Mathematical Values of Heat and Work

  • Heat and work determine DU's sign (+/-):

    • If q > 0: System gains heat (endothermic).

    • If q < 0: System loses heat (exothermic).

    • If w > 0: System does work on surroundings.

    • If w < 0: Surroundings do work on system.

Enthalpy

  • Enthalpy (H) reflects total heat of reaction in a system.

  • Changes in enthalpy are indicated by heat absorbed or released as bonds break/make.

  • Often not a good spontaneity criterion due to positive/negative values.

Second Law of Thermodynamics: Disorder

  • Total entropy of the universe must increase in spontaneous processes.

  • Change in Entropy (DS) relates to heat divided by temperature (K).

  • Entropy reflects molecular arrangements: greater arrangements mean higher entropy.

Gibbs Free Energy

  • Gibbs Free Energy (G) measures work potential and equilibrium distance:

    • DG < 0 (negative): Spontaneous (exergonic).

    • DG > 0 (positive): Non-spontaneous (endergonic).

    • DG = 0: Equilibrium.

  • Units of DG: joules (J) or kilojoules (kJ) per mole.

Gibbs Free Energy Influences

  • The signs of DH and DS influence DG:

    • DH (-) and DS (+): Spontaneous at all temperatures.

    • DH (+) and DS (-): Non-spontaneous at all temperatures.

    • DH (+) and DS (+): Spontaneous at high temperatures.

    • DH (-) and DS (-): Spontaneous at low temperatures.

Standard States and Gibbs Energy

  • Chemical and biochemical standard states define reference conditions:

    • Chemical Standard State: 1 atm, 25 °C, 1 M concentrations.

    • Biochemical Standard State: Similar but with pH = 7.

Thermodynamic Equilibrium vs.

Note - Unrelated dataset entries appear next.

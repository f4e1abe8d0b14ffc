use std::{env, env::VarError};

/// There's no real CLI for the server, so just do quick 'n dirty
pub fn handle_command_line_args() -> bool {
    let has_cli_args = env::args().count() > 1;
    if has_cli_args {
        // We don't expect any CLI args, so always print the help
        display_readme();
        display_envs();
    }
    has_cli_args
}

fn display_readme() {
    const README: &str = include_str!("./cli-help.txt");
    println!("\n{README}\n");
}

fn display_envs() {
    // Be explicit about which envars to print, so as to avoid accidentally exposing secrets
    const DISPLAY_ENVS: [&str; 5] =
        ["RUST_LOG", "DWG_HOST", "DWG_PORT", "DWG_USE_X_FORWARDED_FOR", "DWG_STRIPE_HMAC_CHECKS"];

    println!("Current environment values (EXCLUDING variables that contain secrets):");
    DISPLAY_ENVS.iter().for_each(|&name| {
        let val = match env::var(name) {
            Ok(s) => s,
            Err(VarError::NotPresent) => "Not set".into(),
            Err(VarError::NotUnicode(s)) => format!("Invalid value: {}", s.to_string_lossy()),
        };
        println!("  {name:<30} {val:<15}");
    })
}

Steady State

  • Equilibrium: No net change; forward and reverse rates equal, no work possible.

  • Steady State: Possible net change; concentrations not at equilibrium; allows for useful work.

Cellular Strategies Against Equilibrium

  • Strategies include thermodynamic coupling, enzyme catalysis, and maintaining gradients.

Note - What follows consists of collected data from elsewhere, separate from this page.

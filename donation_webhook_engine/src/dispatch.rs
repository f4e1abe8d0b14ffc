//! The end-to-end dispatch entrypoint.
//!
//! One [`WebhookDispatcher`] serves the whole process. It owns the (immutable-after-bootstrap) receiver registry and
//! the extension hooks, and drives the full lifecycle of one inbound notification: pre-dispatch hook, registry
//! lookup, validity check, processor construction and the processor run itself.
use log::*;

use crate::{
    db_types::{WebhookRequest, WebhookResponse},
    hooks::WebhookHooks,
    receivers::ReceiverRegistry,
};

pub struct WebhookDispatcher {
    registry: ReceiverRegistry,
    hooks: WebhookHooks,
}

impl WebhookDispatcher {
    pub fn new(registry: ReceiverRegistry) -> Self {
        Self { registry, hooks: WebhookHooks::default() }
    }

    pub fn with_hooks(registry: ReceiverRegistry, hooks: WebhookHooks) -> Self {
        Self { registry, hooks }
    }

    pub fn registry(&self) -> &ReceiverRegistry {
        &self.registry
    }

    /// Handle one inbound notification.
    ///
    /// Returns `None` when no receiver is registered for the source (or its factory declined): the event is "not our
    /// webhook" and the caller's own default response applies. In every other case the returned response descriptor
    /// terminates the request.
    pub async fn handle(&self, request: WebhookRequest) -> Option<WebhookResponse> {
        let source = request.source().to_string();
        trace!("📨️ Webhook delivery from source {source}");
        if let Some(hook) = &self.hooks.before_dispatch {
            hook(&source);
        }

        let Some(receiver) = self.registry.get(request) else {
            debug!("📨️ No receiver is registered for webhook source {source}. Ignoring the delivery.");
            return None;
        };

        if !receiver.is_valid_webhook() {
            warn!("📨️ Invalid webhook received for source {source}.");
            return Some(WebhookResponse::new(
                receiver.invalid_response_status(),
                receiver.invalid_response_message(),
            ));
        }

        let Some(mut processor) = receiver.processor().await else {
            error!("📨️ Receiver for {source} could not produce a processor.");
            return Some(WebhookResponse::new(500, format!("Missing webhook processor for {source}.")));
        };

        let processed = processor.process(&self.hooks).await;
        if !processed {
            debug!("📨️ Webhook event from {source} was not processed.");
        }
        Some(WebhookResponse::new(processor.response_status(), processor.response_message()))
    }
}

  • Thermodynamic Coupling: Uses high-energy conformations to drive endergonic reactions with exergonic ones.

Key Concepts Summary

  • Understand definitions of thermodynamic terms, useful work, spontaneity, Gibbs Free Energy, and the differences between equilibrium and steady states.

  • Importance of calculating and applying principles of thermodynamics and Gibbs Free Energy in biochemical contexts.